Assigned task ▸ Print the records below once again, exactly as they were given.

[Information Boundary: Start]

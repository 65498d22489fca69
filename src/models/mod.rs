// Models module - All planner data structures

pub mod inventory;
pub mod path;
pub mod snapshot;
pub mod step;
pub mod tree;
pub mod variant;

// Re-export all models for easier imports
pub use inventory::*;
pub use path::*;
pub use snapshot::*;
pub use step::*;
pub use tree::*;
pub use variant::*;
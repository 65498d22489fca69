// Harvest tables - tool kinds, material tiers and per-block requirements
use serde::{Deserialize, Serialize};
use std::collections::HashMap;

#[derive(Debug, Clone, Copy, PartialEq, Eq, Hash, Serialize, Deserialize)]
#[serde(rename_all = "snake_case")]
pub enum ToolKind {
    Pickaxe,
    Axe,
    Shovel,
    Sword,
}

impl ToolKind {
    pub fn as_str(&self) -> &'static str {
        match self {
            ToolKind::Pickaxe => "pickaxe",
            ToolKind::Axe => "axe",
            ToolKind::Shovel => "shovel",
            ToolKind::Sword => "sword",
        }
    }

    pub const ALL: [ToolKind; 4] = [
        ToolKind::Pickaxe,
        ToolKind::Axe,
        ToolKind::Shovel,
        ToolKind::Sword,
    ];
}

/// Material tiers, ordered weakest to strongest. `Bare` means no tool at all.
#[derive(Debug, Clone, Copy, PartialEq, Eq, PartialOrd, Ord, Hash, Serialize, Deserialize)]
#[serde(rename_all = "snake_case")]
pub enum ToolTier {
    Bare,
    Wood,
    Stone,
    Iron,
    Diamond,
    Netherite,
}

impl ToolTier {
    /// Item-name prefix for this tier ("wooden_pickaxe", "stone_pickaxe", ...).
    pub fn prefix(&self) -> Option<&'static str> {
        match self {
            ToolTier::Bare => None,
            ToolTier::Wood => Some("wooden"),
            ToolTier::Stone => Some("stone"),
            ToolTier::Iron => Some("iron"),
            ToolTier::Diamond => Some("diamond"),
            ToolTier::Netherite => Some("netherite"),
        }
    }

    /// Position in the tier order, used for weight penalties.
    pub fn index(&self) -> u32 {
        *self as u32
    }

    /// Tiers a tool recipe exists for. Netherite tools can only be owned,
    /// never planned (upgrading needs a smithing table, which is out of scope).
    pub const CRAFTABLE: [ToolTier; 4] = [
        ToolTier::Wood,
        ToolTier::Stone,
        ToolTier::Iron,
        ToolTier::Diamond,
    ];
}

/// Item name for a tier/kind pair, e.g. ("wooden", Pickaxe) -> "wooden_pickaxe".
pub fn tool_item_name(tier: ToolTier, kind: ToolKind) -> Option<String> {
    tier.prefix().map(|p| format!("{}_{}", p, kind.as_str()))
}

/// Parse an item name back into (kind, tier); None for non-tool items.
pub fn parse_tool_item(name: &str) -> Option<(ToolKind, ToolTier)> {
    let (prefix, kind_str) = name.rsplit_once('_')?;
    let kind = match kind_str {
        "pickaxe" => ToolKind::Pickaxe,
        "axe" => ToolKind::Axe,
        "shovel" => ToolKind::Shovel,
        "sword" => ToolKind::Sword,
        _ => return None,
    };
    let tier = match prefix {
        "wooden" => ToolTier::Wood,
        "stone" => ToolTier::Stone,
        "iron" => ToolTier::Iron,
        "diamond" => ToolTier::Diamond,
        "netherite" => ToolTier::Netherite,
        _ => return None,
    };
    Some((kind, tier))
}

/// What a block demands before it drops anything.
#[derive(Debug, Clone, Copy, PartialEq, Eq, Serialize, Deserialize)]
pub struct HarvestRequirement {
    pub kind: ToolKind,
    pub min_tier: ToolTier,
}

/// Blocks that require a tool at all; everything absent here breaks by hand.
pub fn build_block_tools() -> HashMap<String, HarvestRequirement> {
    let mut tools = HashMap::new();
    let mut insert = |block: &str, kind: ToolKind, min_tier: ToolTier| {
        tools.insert(block.to_string(), HarvestRequirement { kind, min_tier });
    };

    insert("stone", ToolKind::Pickaxe, ToolTier::Wood);
    insert("coal_ore", ToolKind::Pickaxe, ToolTier::Wood);
    insert("deepslate_coal_ore", ToolKind::Pickaxe, ToolTier::Wood);
    insert("iron_ore", ToolKind::Pickaxe, ToolTier::Stone);
    insert("deepslate_iron_ore", ToolKind::Pickaxe, ToolTier::Stone);
    insert("raw_iron_block", ToolKind::Pickaxe, ToolTier::Stone);
    insert("gold_ore", ToolKind::Pickaxe, ToolTier::Iron);
    insert("diamond_ore", ToolKind::Pickaxe, ToolTier::Iron);
    insert("deepslate_diamond_ore", ToolKind::Pickaxe, ToolTier::Iron);
    insert("obsidian", ToolKind::Pickaxe, ToolTier::Diamond);

    tools
}

/// Item -> blocks that drop it when mined (without silk touch).
pub fn build_block_drops(species: &[&str]) -> HashMap<String, Vec<String>> {
    let mut drops: HashMap<String, Vec<String>> = HashMap::new();

    for sp in species {
        let log = format!("{}_log", sp);
        drops.insert(log.clone(), vec![log]);
    }

    let mut insert = |item: &str, blocks: &[&str]| {
        drops.insert(
            item.to_string(),
            blocks.iter().map(|b| b.to_string()).collect(),
        );
    };

    insert("cobblestone", &["stone"]);
    insert("coal", &["coal_ore", "deepslate_coal_ore"]);
    insert("raw_iron", &["iron_ore", "deepslate_iron_ore"]);
    insert("raw_iron_block", &["raw_iron_block"]);
    insert("raw_gold", &["gold_ore"]);
    insert("diamond", &["diamond_ore", "deepslate_diamond_ore"]);
    insert("sand", &["sand"]);
    insert("dirt", &["dirt"]);
    insert("obsidian", &["obsidian"]);

    drops
}

/// Item -> creatures that drop it when killed.
pub fn build_creature_drops() -> HashMap<String, Vec<String>> {
    let mut drops: HashMap<String, Vec<String>> = HashMap::new();
    let mut insert = |item: &str, creatures: &[&str]| {
        drops.insert(
            item.to_string(),
            creatures.iter().map(|c| c.to_string()).collect(),
        );
    };

    insert("beef", &["cow"]);
    insert("leather", &["cow"]);
    insert("porkchop", &["pig"]);
    insert("string", &["spider"]);
    insert("feather", &["chicken"]);
    insert("ender_pearl", &["enderman"]);

    drops
}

[Information Boundary: End]

Response for this exercise ▸
repository 65498d22489fca69
filename src/models/mod.rs
// Models module - All planner data structures

pub mod inventory;
pub mod path;
pub mod snapshot;
pub mod step;
pub mod tree;
pub mod variant;

// Re-export all models for easier imports
pub use inventory::*;
pub use path::*;
pub use snapshot::*;
pub use step::*;
pub use tree::*;
pub use variant::*;
repository 65498d22489fca69
// Harvest tables - tool kinds, material tiers and per-block requirements
use serde::{Deserialize, Serialize};
use std::collections::HashMap;

#[derive(Debug, Clone, Copy, PartialEq, Eq, Hash, Serialize, Deserialize)]
#[serde(rename_all = "snake_case")]
pub enum ToolKind {
    Pickaxe,
    Axe,
    Shovel,
    Sword,
}

impl ToolKind {
    pub fn as_str(&self) -> &'static str {
        match self {
            ToolKind::Pickaxe => "pickaxe",
            ToolKind::Axe => "axe",
            ToolKind::Shovel => "shovel",
            ToolKind::Sword => "sword",
        }
    }

    pub const ALL: [ToolKind; 4] = [
        ToolKind::Pickaxe,
        ToolKind::Axe,
        ToolKind::Shovel,
        ToolKind::Sword,
    ];
}

/// Material tiers, ordered weakest to strongest. `Bare` means no tool at all.
#[derive(Debug, Clone, Copy, PartialEq, Eq, PartialOrd, Ord, Hash, Serialize, Deserialize)]
#[serde(rename_all = "snake_case")]
pub enum ToolTier {
    Bare,
    Wood,
    Stone,
    Iron,
    Diamond,
    Netherite,
}

impl ToolTier {
    /// Item-name prefix for this tier ("wooden_pickaxe", "stone_pickaxe", ...).
    pub fn prefix(&self) -> Option<&'static str> {
        match self {
            ToolTier::Bare => None,
            ToolTier::Wood => Some("wooden"),
            ToolTier::Stone => Some("stone"),
            ToolTier::Iron => Some("iron"),
            ToolTier::Diamond => Some("diamond"),
            ToolTier::Netherite => Some("netherite"),
        }
    }

    /// Position in the tier order, used for weight penalties.
    pub fn index(&self) -> u32 {
        *self as u32
    }

    /// Tiers a tool recipe exists for. Netherite tools can only be owned,
    /// never planned (upgrading needs a smithing table, which is out of scope).
    pub const CRAFTABLE: [ToolTier; 4] = [
        ToolTier::Wood,
        ToolTier::Stone,
        ToolTier::Iron,
        ToolTier::Diamond,
    ];
}

/// Item name for a tier/kind pair, e.g. ("wooden", Pickaxe) -> "wooden_pickaxe".
pub fn tool_item_name(tier: ToolTier, kind: ToolKind) -> Option<String> {
    tier.prefix().map(|p| format!("{}_{}", p, kind.as_str()))
}

/// Parse an item name back into (kind, tier); None for non-tool items.
pub fn parse_tool_item(name: &str) -> Option<(ToolKind, ToolTier)> {
    let (prefix, kind_str) = name.rsplit_once('_')?;
    let kind = match kind_str {
        "pickaxe" => ToolKind::Pickaxe,
        "axe" => ToolKind::Axe,
        "shovel" => ToolKind::Shovel,
        "sword" => ToolKind::Sword,
        _ => return None,
    };
    let tier = match prefix {
        "wooden" => ToolTier::Wood,
        "stone" => ToolTier::Stone,
        "iron" => ToolTier::Iron,
        "diamond" => ToolTier::Diamond,
        "netherite" => ToolTier::Netherite,
        _ => return None,
    };
    Some((kind, tier))
}

/// What a block demands before it drops anything.
#[derive(Debug, Clone, Copy, PartialEq, Eq, Serialize, Deserialize)]
pub struct HarvestRequirement {
    pub kind: ToolKind,
    pub min_tier: ToolTier,
}

/// Blocks that require a tool at all; everything absent here breaks by hand.
pub fn build_block_tools() -> HashMap<String, HarvestRequirement> {
    let mut tools = HashMap::new();
    let mut insert = |block: &str, kind: ToolKind, min_tier: ToolTier| {
        tools.insert(block.to_string(), HarvestRequirement { kind, min_tier });
    };

    insert("stone", ToolKind::Pickaxe, ToolTier::Wood);
    insert("coal_ore", ToolKind::Pickaxe, ToolTier::Wood);
    insert("deepslate_coal_ore", ToolKind::Pickaxe, ToolTier::Wood);
    insert("iron_ore", ToolKind::Pickaxe, ToolTier::Stone);
    insert("deepslate_iron_ore", ToolKind::Pickaxe, ToolTier::Stone);
    insert("raw_iron_block", ToolKind::Pickaxe, ToolTier::Stone);
    insert("gold_ore", ToolKind::Pickaxe, ToolTier::Iron);
    insert("diamond_ore", ToolKind::Pickaxe, ToolTier::Iron);
    insert("deepslate_diamond_ore", ToolKind::Pickaxe, ToolTier::Iron);
    insert("obsidian", ToolKind::Pickaxe, ToolTier::Diamond);

    tools
}

/// Item -> blocks that drop it when mined (without silk touch).
pub fn build_block_drops(species: &[&str]) -> HashMap<String, Vec<String>> {
    let mut drops: HashMap<String, Vec<String>> = HashMap::new();

    for sp in species {
        let log = format!("{}_log", sp);
        drops.insert(log.clone(), vec![log]);
    }

    let mut insert = |item: &str, blocks: &[&str]| {
        drops.insert(
            item.to_string(),
            blocks.iter().map(|b| b.to_string()).collect(),
        );
    };

    insert("cobblestone", &["stone"]);
    insert("coal", &["coal_ore", "deepslate_coal_ore"]);
    insert("raw_iron", &["iron_ore", "deepslate_iron_ore"]);
    insert("raw_iron_block", &["raw_iron_block"]);
    insert("raw_gold", &["gold_ore"]);
    insert("diamond", &["diamond_ore", "deepslate_diamond_ore"]);
    insert("sand", &["sand"]);
    insert("dirt", &["dirt"]);
    insert("obsidian", &["obsidian"]);

    drops
}

/// Item -> creatures that drop it when killed.
pub fn build_creature_drops() -> HashMap<String, Vec<String>> {
    let mut drops: HashMap<String, Vec<String>> = HashMap::new();
    let mut insert = |item: &str, creatures: &[&str]| {
        drops.insert(
            item.to_string(),
            creatures.iter().map(|c| c.to_string()).collect(),
        );
    };

    insert("beef", &["cow"]);
    insert("leather", &["cow"]);
    insert("porkchop", &["pig"]);
    insert("string", &["spider"]);
    insert("feather", &["chicken"]);
    insert("ender_pearl", &["enderman"]);

    drops
}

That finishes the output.